Neuraxial opioids
The lipid solubility of each opioid, determined by the octanol/water partition coefficient, is the most critical pharmacokinetic property to consider when administering opioid doses near the neuraxis. Molecular weight, dose, and volume of injectate may also play a role in dural transfer (Table 212-1).
Table 212-1
Octanol/Water Partition Coefficients and Molecular Weights of Common Opioids
Drug | Octanol/Water Partition Coefficient | Molecular Weight (g/mol) |
Morphine | 1.4 | 285 |
Hydromorphone | 2 | 285 |
Meperidine | 39 | 247 |
Alfentanil | 145 | 452 |
Fentanyl citrate | 813 | 528 |
Sufentanil citrate | 1778 | 578 |
Hydrophilic opioids, used epidurally (Table 212-2), have a slow onset and prolonged duration of action. An initial epidural bolus dose is required, which may be followed by a continuous infusion through an epidural catheter.
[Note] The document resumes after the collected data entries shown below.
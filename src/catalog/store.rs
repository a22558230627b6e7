use std::collections::HashMap;
use std::sync::Arc;

use crate::error::{PlannerError, Result};
use crate::models::{MealItem, MealSlot};

/// Read access to the eligible items of each slot.
///
/// The sampler and the evolution engine only ever see a catalog through
/// this trait.
pub trait CatalogProvider {
    /// Items of `slot`, in catalog order.
    fn items(&self, slot: MealSlot) -> &[Arc<MealItem>];
}

/// Meal items grouped by slot.
///
/// Deduplicated on `(slot, lowercase name)`: a later item replaces an
/// earlier one in place, so catalog order is otherwise preserved.
#[derive(Debug, Clone, Default, PartialEq)]
pub struct MealCatalog {
    breakfast: Vec<Arc<MealItem>>,
    lunch: Vec<Arc<MealItem>>,
    dinner: Vec<Arc<MealItem>>,
}

impl MealCatalog {
    pub fn from_items(items: impl IntoIterator<Item = MealItem>) -> Self {
        Self::from_shared(items.into_iter().map(Arc::new))
    }

    fn from_shared(items: impl IntoIterator<Item = Arc<MealItem>>) -> Self {
        let mut catalog = Self::default();
        let mut positions: HashMap<(MealSlot, String), usize> = HashMap::new();

        for item in items {
            let key = (item.slot, item.key());
            let list = catalog.slot_mut(item.slot);
            match positions.get(&key).copied() {
                Some(index) => list[index] = item,
                None => {
                    positions.insert(key, list.len());
                    list.push(item);
                }
            }
        }

        catalog
    }

    fn slot_mut(&mut self, slot: MealSlot) -> &mut Vec<Arc<MealItem>> {
        match slot {
            MealSlot::Breakfast => &mut self.breakfast,
            MealSlot::Lunch => &mut self.lunch,
            MealSlot::Dinner => &mut self.dinner,
        }
    }

    pub fn len(&self) -> usize {
        self.breakfast.len() + self.lunch.len() + self.dinner.len()
    }

    pub fn is_empty(&self) -> bool {
        self.len() == 0
    }

    /// Every item, breakfast first.
    pub fn all_items(&self) -> impl Iterator<Item = &Arc<MealItem>> {
        self.breakfast
            .iter()
            .chain(self.lunch.iter())
            .chain(self.dinner.iter())
    }

    /// Distinct categories, sorted case-insensitively.
    pub fn categories(&self) -> Vec<String> {
        let mut seen: HashMap<String, String> = HashMap::new();
        for item in self.all_items() {
            if !item.category.is_empty() {
                seen.entry(item.category.to_lowercase())
                    .or_insert_with(|| item.category.clone());
            }
        }

        let mut categories: Vec<(String, String)> = seen.into_iter().collect();
        categories.sort();
        categories.into_iter().map(|(_, name)| name).collect()
    }

    /// A copy without any item whose category is in `excluded` (case-insensitive).
    pub fn without_categories<S: AsRef<str>>(&self, excluded: &[S]) -> Self {
        if excluded.is_empty() {
            return self.clone();
        }

        Self::from_shared(
            self.all_items()
                .filter(|item| !excluded.iter().any(|c| item.in_category(c.as_ref())))
                .cloned(),
        )
    }

    /// Fail with the first slot that has no items.
    pub fn check_non_empty(&self) -> Result<()> {
        match MealSlot::ALL.into_iter().find(|&s| self.items(s).is_empty()) {
            Some(slot) => Err(PlannerError::EmptyCatalog(slot)),
            None => Ok(()),
        }
    }

    /// `(min, max)` of price and calories for a slot.
    pub fn slot_ranges(&self, slot: MealSlot) -> Option<((f64, f64), (f64, f64))> {
        let items = self.items(slot);
        if items.is_empty() {
            return None;
        }
        let bounds = |f: fn(&MealItem) -> f64| {
            items.iter().fold((f64::INFINITY, f64::NEG_INFINITY), |(lo, hi), m| {
                (lo.min(f(m)), hi.max(f(m)))
            })
        };
        Some((bounds(|m| m.price), bounds(|m| m.calories)))
    }
}

impl CatalogProvider for MealCatalog {
    fn items(&self, slot: MealSlot) -> &[Arc<MealItem>] {
        match slot {
            MealSlot::Breakfast => &self.breakfast,
            MealSlot::Lunch => &self.lunch,
            MealSlot::Dinner => &self.dinner,
        }
    }
}

#[cfg(test)]
mod tests {
    use super::*;

    fn item(name: &str, category: &str, slot: MealSlot, price: f64) -> MealItem {
        MealItem::new(name, category, 300.0, price, slot).unwrap()
    }

    fn sample() -> MealCatalog {
        MealCatalog::from_items([
            item("Omelette", "Eggs", MealSlot::Breakfast, 20.0),
            item("Yogurt", "Dairy", MealSlot::Breakfast, 15.0),
            item("Burger", "Meat", MealSlot::Lunch, 45.0),
            item("Salad", "Vegetarian", MealSlot::Lunch, 30.0),
            item("Steak", "Meat", MealSlot::Dinner, 60.0),
            item("Soup", "vegetarian", MealSlot::Dinner, 25.0),
        ])
    }

    #[test]
    fn test_groups_by_slot_in_order() {
        let catalog = sample();
        let lunch: Vec<&str> = catalog
            .items(MealSlot::Lunch)
            .iter()
            .map(|m| m.name.as_str())
            .collect();
        assert_eq!(lunch, vec!["Burger", "Salad"]);
        assert_eq!(catalog.len(), 6);
    }

    #[test]
    fn test_duplicate_replaces_in_place() {
        let catalog = MealCatalog::from_items([
            item("Burger", "Meat", MealSlot::Lunch, 45.0),
            item("Salad", "Vegetarian", MealSlot::Lunch, 30.0),
            item("burger", "Meat", MealSlot::Lunch, 50.0),
        ]);
        let lunch = catalog.items(MealSlot::Lunch);
        assert_eq!(lunch.len(), 2);
        assert_eq!(lunch[0].name, "burger");
        assert_eq!(lunch[0].price, 50.0);
    }

    #[test]
    fn test_same_name_in_two_slots_is_kept() {
        let catalog = MealCatalog::from_items([
            item("Toast", "Bread", MealSlot::Breakfast, 10.0),
            item("Toast", "Bread", MealSlot::Dinner, 10.0),
        ]);
        assert_eq!(catalog.len(), 2);
    }

    #[test]
    fn test_categories_are_distinct_and_sorted() {
        assert_eq!(
            sample().categories(),
            vec!["Dairy", "Eggs", "Meat", "Vegetarian"]
        );
    }

    #[test]
    fn test_without_categories_is_case_insensitive() {
        let catalog = sample().without_categories(&["VEGETARIAN"]);
        assert_eq!(catalog.len(), 4);
        assert!(catalog.all_items().all(|m| !m.in_category("vegetarian")));
    }

    #[test]
    fn test_check_non_empty_names_the_slot() {
        let catalog = sample().without_categories(&["Meat", "Vegetarian"]);
        assert!(matches!(
            catalog.check_non_empty(),
            Err(PlannerError::EmptyCatalog(MealSlot::Lunch))
        ));
        assert!(sample().check_non_empty().is_ok());
    }

    #[test]
    fn test_slot_ranges() {
        let ((min_price, max_price), _) = sample().slot_ranges(MealSlot::Dinner).unwrap();
        assert_eq!((min_price, max_price), (25.0, 60.0));
        assert!(MealCatalog::default().slot_ranges(MealSlot::Lunch).is_none());
    }
}
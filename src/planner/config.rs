use std::fs;
use std::path::Path;
use std::time::Duration;

use serde::{Deserialize, Serialize};

use crate::error::{PlannerError, Result};
use crate::models::DAYS_PER_WEEK;
use crate::planner::fitness::FitnessTargets;

/// Parameters of one optimization run.
#[derive(Debug, Clone, PartialEq, Serialize, Deserialize)]
#[serde(default)]
pub struct RunConfig {
    pub weekly_budget: f64,
    pub weekly_calories: f64,
    pub population_size: usize,
    pub generation_count: usize,
    /// Fixed seed for a reproducible run; entropy-seeded when absent.
    pub seed: Option<u64>,
    /// Wall-clock limit after which the current best schedule is returned.
    pub time_limit_secs: Option<u64>,
    /// Populations at least this large are evaluated on the rayon pool.
    pub parallel_threshold: usize,
}

impl Default for RunConfig {
    fn default() -> Self {
        Self {
            weekly_budget: 3000.0,
            weekly_calories: 2500.0 * DAYS_PER_WEEK as f64,
            population_size: 100,
            generation_count: 150,
            seed: None,
            time_limit_secs: None,
            parallel_threshold: 512,
        }
    }
}

impl RunConfig {
    pub fn new(
        weekly_budget: f64,
        weekly_calories: f64,
        population_size: usize,
        generation_count: usize,
    ) -> Self {
        Self {
            weekly_budget,
            weekly_calories,
            population_size,
            generation_count,
            ..Self::default()
        }
    }

    pub fn with_seed(mut self, seed: u64) -> Self {
        self.seed = Some(seed);
        self
    }

    pub fn with_time_limit_secs(mut self, secs: u64) -> Self {
        self.time_limit_secs = Some(secs);
        self
    }

    pub fn with_parallel_threshold(mut self, threshold: usize) -> Self {
        self.parallel_threshold = threshold;
        self
    }

    /// Load a JSON config; missing fields take their defaults.
    pub fn load<P: AsRef<Path>>(path: P) -> Result<Self> {
        let content = fs::read_to_string(path)?;
        Ok(serde_json::from_str(&content)?)
    }

    pub fn daily_calories(&self) -> f64 {
        self.weekly_calories / DAYS_PER_WEEK as f64
    }

    pub fn targets(&self) -> FitnessTargets {
        FitnessTargets::new(self.weekly_budget, self.weekly_calories)
    }

    pub fn time_limit(&self) -> Option<Duration> {
        self.time_limit_secs.map(Duration::from_secs)
    }

    /// Reject configurations the engine cannot run.
    pub fn validate(&self) -> Result<()> {
        if !self.weekly_budget.is_finite() || self.weekly_budget <= 0.0 {
            return Err(PlannerError::InvalidConfig(format!(
                "weekly budget must be positive, got {}",
                self.weekly_budget
            )));
        }
        if !self.weekly_calories.is_finite() || self.weekly_calories <= 0.0 {
            return Err(PlannerError::InvalidConfig(format!(
                "weekly calories must be positive, got {}",
                self.weekly_calories
            )));
        }
        if self.population_size < 1 {
            return Err(PlannerError::InvalidConfig(
                "population size must be at least 1".to_string(),
            ));
        }
        if self.generation_count < 1 {
            return Err(PlannerError::InvalidConfig(
                "generation count must be at least 1".to_string(),
            ));
        }
        Ok(())
    }
}

#[cfg(test)]
mod tests {
    use super::*;
    use std::io::Write;
    use tempfile::NamedTempFile;

    #[test]
    fn test_default_is_valid() {
        let config = RunConfig::default();
        assert!(config.validate().is_ok());
        assert_eq!(config.daily_calories(), 2500.0);
    }

    #[test]
    fn test_rejects_bad_targets() {
        assert!(RunConfig::new(0.0, 14000.0, 10, 10).validate().is_err());
        assert!(RunConfig::new(-5.0, 14000.0, 10, 10).validate().is_err());
        assert!(RunConfig::new(1000.0, 0.0, 10, 10).validate().is_err());
        assert!(RunConfig::new(f64::NAN, 14000.0, 10, 10).validate().is_err());
    }

    #[test]
    fn test_rejects_empty_run() {
        let result = RunConfig::new(1000.0, 14000.0, 0, 10).validate();
        assert!(matches!(result, Err(PlannerError::InvalidConfig(_))));

        let result = RunConfig::new(1000.0, 14000.0, 10, 0).validate();
        assert!(matches!(result, Err(PlannerError::InvalidConfig(_))));
    }

    #[test]
    fn test_load_partial_json() {
        let mut file = NamedTempFile::new().unwrap();
        file.write_all(br#"{"weekly_budget": 1500, "seed": 9}"#).unwrap();

        let config = RunConfig::load(file.path()).unwrap();
        assert_eq!(config.weekly_budget, 1500.0);
        assert_eq!(config.seed, Some(9));
        assert_eq!(config.population_size, RunConfig::default().population_size);
    }
}
use std::sync::Arc;

use rand::Rng;
use rand::seq::SliceRandom;

use crate::catalog::CatalogProvider;
use crate::error::{PlannerError, Result};
use crate::models::{DayPlan, MealItem, MealSlot, WeeklySchedule};
use crate::planner::goal::GoalProfile;

/// Median calories of a candidate set (mean of the middle pair for even counts).
pub fn median_calories(candidates: &[Arc<MealItem>]) -> Option<f64> {
    if candidates.is_empty() {
        return None;
    }

    let mut calories: Vec<f64> = candidates.iter().map(|m| m.calories).collect();
    calories.sort_by(|a, b| a.total_cmp(b));

    let mid = calories.len() / 2;
    if calories.len() % 2 == 0 {
        Some((calories[mid - 1] + calories[mid]) / 2.0)
    } else {
        Some(calories[mid])
    }
}

/// Indices of the candidates a goal may draw from.
///
/// Falls back to the full set when the restriction leaves nothing.
fn eligible_indices(candidates: &[Arc<MealItem>], goal: GoalProfile) -> Vec<usize> {
    let all = || (0..candidates.len()).collect::<Vec<_>>();

    let Some(median) = median_calories(candidates) else {
        return Vec::new();
    };

    let restricted: Vec<usize> = match goal {
        GoalProfile::Standard => return all(),
        GoalProfile::Heavy => (0..candidates.len())
            .filter(|&i| candidates[i].calories >= median)
            .collect(),
        GoalProfile::Light => (0..candidates.len())
            .filter(|&i| candidates[i].calories <= median)
            .collect(),
    };

    if restricted.is_empty() { all() } else { restricted }
}

/// Draw one item from `candidates`, biased by `goal`.
pub fn sample<'a, R: Rng + ?Sized>(
    slot: MealSlot,
    candidates: &'a [Arc<MealItem>],
    goal: GoalProfile,
    rng: &mut R,
) -> Result<&'a Arc<MealItem>> {
    eligible_indices(candidates, goal)
        .choose(rng)
        .map(|&i| &candidates[i])
        .ok_or(PlannerError::EmptyCatalog(slot))
}

/// Per-slot sampler with the heavy/light subsets computed once.
///
/// Draws are distributed exactly like [`sample`] over the same candidates.
#[derive(Debug, Clone)]
pub struct SlotSampler {
    slot: MealSlot,
    items: Vec<Arc<MealItem>>,
    heavy: Vec<usize>,
    light: Vec<usize>,
}

impl SlotSampler {
    pub fn new(slot: MealSlot, candidates: &[Arc<MealItem>]) -> Self {
        Self {
            slot,
            items: candidates.to_vec(),
            heavy: eligible_indices(candidates, GoalProfile::Heavy),
            light: eligible_indices(candidates, GoalProfile::Light),
        }
    }

    pub fn slot(&self) -> MealSlot {
        self.slot
    }

    pub fn len(&self) -> usize {
        self.items.len()
    }

    pub fn is_empty(&self) -> bool {
        self.items.is_empty()
    }

    pub fn draw<R: Rng + ?Sized>(&self, goal: GoalProfile, rng: &mut R) -> Result<Arc<MealItem>> {
        let picked = match goal {
            GoalProfile::Standard => self.items.choose(rng),
            GoalProfile::Heavy => self.heavy.choose(rng).map(|&i| &self.items[i]),
            GoalProfile::Light => self.light.choose(rng).map(|&i| &self.items[i]),
        };

        picked.cloned().ok_or(PlannerError::EmptyCatalog(self.slot))
    }
}

/// The three slot samplers of a run.
#[derive(Debug, Clone)]
pub struct MealSamplers {
    breakfast: SlotSampler,
    lunch: SlotSampler,
    dinner: SlotSampler,
}

impl MealSamplers {
    pub fn from_catalog<C: CatalogProvider + ?Sized>(catalog: &C) -> Self {
        Self {
            breakfast: SlotSampler::new(MealSlot::Breakfast, catalog.items(MealSlot::Breakfast)),
            lunch: SlotSampler::new(MealSlot::Lunch, catalog.items(MealSlot::Lunch)),
            dinner: SlotSampler::new(MealSlot::Dinner, catalog.items(MealSlot::Dinner)),
        }
    }

    pub fn for_slot(&self, slot: MealSlot) -> &SlotSampler {
        match slot {
            MealSlot::Breakfast => &self.breakfast,
            MealSlot::Lunch => &self.lunch,
            MealSlot::Dinner => &self.dinner,
        }
    }

    /// Sample a full day, or `None` if any slot cannot be filled.
    pub fn sample_day<R: Rng + ?Sized>(&self, goal: GoalProfile, rng: &mut R) -> Option<DayPlan> {
        let breakfast = self.breakfast.draw(goal, rng).ok()?;
        let lunch = self.lunch.draw(goal, rng).ok()?;
        let dinner = self.dinner.draw(goal, rng).ok()?;
        DayPlan::new(breakfast, lunch, dinner).ok()
    }

    /// Build a fresh week, one independently sampled day at a time.
    pub fn fresh_schedule<R: Rng + ?Sized>(&self, goal: GoalProfile, rng: &mut R) -> WeeklySchedule {
        let days = std::array::from_fn(|_| self.sample_day(goal, rng));
        WeeklySchedule::from_days(days, goal)
    }
}

#[cfg(test)]
mod tests {
    use super::*;
    use rand::SeedableRng;
    use rand::rngs::StdRng;

    fn lunches(calories: &[f64]) -> Vec<Arc<MealItem>> {
        calories
            .iter()
            .enumerate()
            .map(|(i, &cal)| {
                Arc::new(MealItem::new(format!("Lunch {}", i), "Test", cal, 10.0, MealSlot::Lunch).unwrap())
            })
            .collect()
    }

    #[test]
    fn test_median_even_and_odd() {
        assert_eq!(median_calories(&lunches(&[400.0, 100.0, 300.0, 200.0])), Some(250.0));
        assert_eq!(median_calories(&lunches(&[500.0, 100.0, 300.0])), Some(300.0));
        assert_eq!(median_calories(&[]), None);
    }

    #[test]
    fn test_heavy_only_draws_above_median() {
        let candidates = lunches(&[100.0, 200.0, 300.0, 400.0]);
        let mut rng = StdRng::seed_from_u64(7);
        for _ in 0..200 {
            let item = sample(MealSlot::Lunch, &candidates, GoalProfile::Heavy, &mut rng).unwrap();
            assert!(item.calories >= 250.0, "heavy drew {}", item.calories);
        }
    }

    #[test]
    fn test_light_only_draws_below_median() {
        let candidates = lunches(&[100.0, 200.0, 300.0, 400.0]);
        let mut rng = StdRng::seed_from_u64(7);
        for _ in 0..200 {
            let item = sample(MealSlot::Lunch, &candidates, GoalProfile::Light, &mut rng).unwrap();
            assert!(item.calories <= 250.0, "light drew {}", item.calories);
        }
    }

    #[test]
    fn test_standard_reaches_every_item() {
        let candidates = lunches(&[100.0, 200.0, 300.0, 400.0]);
        let mut rng = StdRng::seed_from_u64(11);
        let mut seen = std::collections::HashSet::new();
        for _ in 0..200 {
            let item = sample(MealSlot::Lunch, &candidates, GoalProfile::Standard, &mut rng).unwrap();
            seen.insert(item.name.clone());
        }
        assert_eq!(seen.len(), 4);
    }

    #[test]
    fn test_empty_candidates_fail() {
        let mut rng = StdRng::seed_from_u64(1);
        let result = sample(MealSlot::Dinner, &[], GoalProfile::Heavy, &mut rng);
        assert!(matches!(result, Err(PlannerError::EmptyCatalog(MealSlot::Dinner))));

        let sampler = SlotSampler::new(MealSlot::Dinner, &[]);
        assert!(sampler.draw(GoalProfile::Standard, &mut rng).is_err());
    }

    #[test]
    fn test_single_item_satisfies_every_goal() {
        let candidates = lunches(&[650.0]);
        let sampler = SlotSampler::new(MealSlot::Lunch, &candidates);
        let mut rng = StdRng::seed_from_u64(3);
        for goal in [GoalProfile::Heavy, GoalProfile::Light, GoalProfile::Standard] {
            assert_eq!(sampler.draw(goal, &mut rng).unwrap().calories, 650.0);
        }
    }

    #[test]
    fn test_slot_sampler_matches_free_sample() {
        let candidates = lunches(&[120.0, 900.0, 450.0, 700.0, 300.0]);
        let sampler = SlotSampler::new(MealSlot::Lunch, &candidates);

        let mut a = StdRng::seed_from_u64(99);
        let mut b = StdRng::seed_from_u64(99);
        for _ in 0..50 {
            let from_fn = sample(MealSlot::Lunch, &candidates, GoalProfile::Heavy, &mut a).unwrap();
            let from_sampler = sampler.draw(GoalProfile::Heavy, &mut b).unwrap();
            assert_eq!(from_fn.name, from_sampler.name);
        }
    }

    #[test]
    fn test_samplers_follow_catalog_slots() {
        let catalog = crate::catalog::MealCatalog::from_items(MealSlot::ALL.map(|slot| {
            MealItem::new(format!("{} only", slot), "Test", 500.0, 10.0, slot).unwrap()
        }));
        let samplers = MealSamplers::from_catalog(&catalog);

        for slot in MealSlot::ALL {
            let sampler = samplers.for_slot(slot);
            assert_eq!(sampler.slot(), slot);
            assert_eq!(sampler.len(), 1);
            assert!(!sampler.is_empty());
        }

        let mut rng = StdRng::seed_from_u64(4);
        let week = samplers.fresh_schedule(GoalProfile::Heavy, &mut rng);
        assert!(week.is_complete());
        assert_eq!(week.goal(), GoalProfile::Heavy);
    }
}
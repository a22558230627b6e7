use std::fmt;

use serde::{Deserialize, Serialize};

use crate::models::DAYS_PER_WEEK;
use crate::planner::constants::{HEAVY_DAILY_CALORIES, LIGHT_DAILY_CALORIES};

/// Run-wide sampling bias derived from the calorie target.
#[derive(Debug, Clone, Copy, PartialEq, Eq, Hash, Default, Serialize, Deserialize)]
#[serde(rename_all = "lowercase")]
pub enum GoalProfile {
    /// Prefer items at or above the slot's median calories.
    Heavy,
    /// Prefer items at or below the slot's median calories.
    Light,
    /// No bias.
    #[default]
    Standard,
}

impl GoalProfile {
    /// Pick the profile for a weekly calorie target.
    pub fn for_weekly_calories(weekly_calories: f64) -> Self {
        let daily = weekly_calories / DAYS_PER_WEEK as f64;
        if daily > HEAVY_DAILY_CALORIES {
            GoalProfile::Heavy
        } else if daily < LIGHT_DAILY_CALORIES {
            GoalProfile::Light
        } else {
            GoalProfile::Standard
        }
    }

    pub fn as_str(&self) -> &'static str {
        match self {
            GoalProfile::Heavy => "heavy",
            GoalProfile::Light => "light",
            GoalProfile::Standard => "standard",
        }
    }
}

impl fmt::Display for GoalProfile {
    fn fmt(&self, f: &mut fmt::Formatter<'_>) -> fmt::Result {
        f.write_str(self.as_str())
    }
}

#[cfg(test)]
mod tests {
    use super::*;

    #[test]
    fn test_profile_thresholds() {
        assert_eq!(GoalProfile::for_weekly_calories(3000.0 * 7.0), GoalProfile::Heavy);
        assert_eq!(GoalProfile::for_weekly_calories(1500.0 * 7.0), GoalProfile::Light);
        assert_eq!(GoalProfile::for_weekly_calories(2500.0 * 7.0), GoalProfile::Standard);
    }

    #[test]
    fn test_profile_boundaries_are_standard() {
        // Both thresholds are strict.
        assert_eq!(GoalProfile::for_weekly_calories(2800.0 * 7.0), GoalProfile::Standard);
        assert_eq!(GoalProfile::for_weekly_calories(1800.0 * 7.0), GoalProfile::Standard);
    }
}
Because of their slow onset of action, hydrophilic opioids are less suitable for patient-controlled epidural analgesia than are lipophilic opioids. When hydrophilic opioids are used intrathecally, onset of action is more rapid and very low doses are required, resulting in less systemic toxicity. Effective analgesia may be provided for up to 24 h. This method is less expensive because no catheter is used.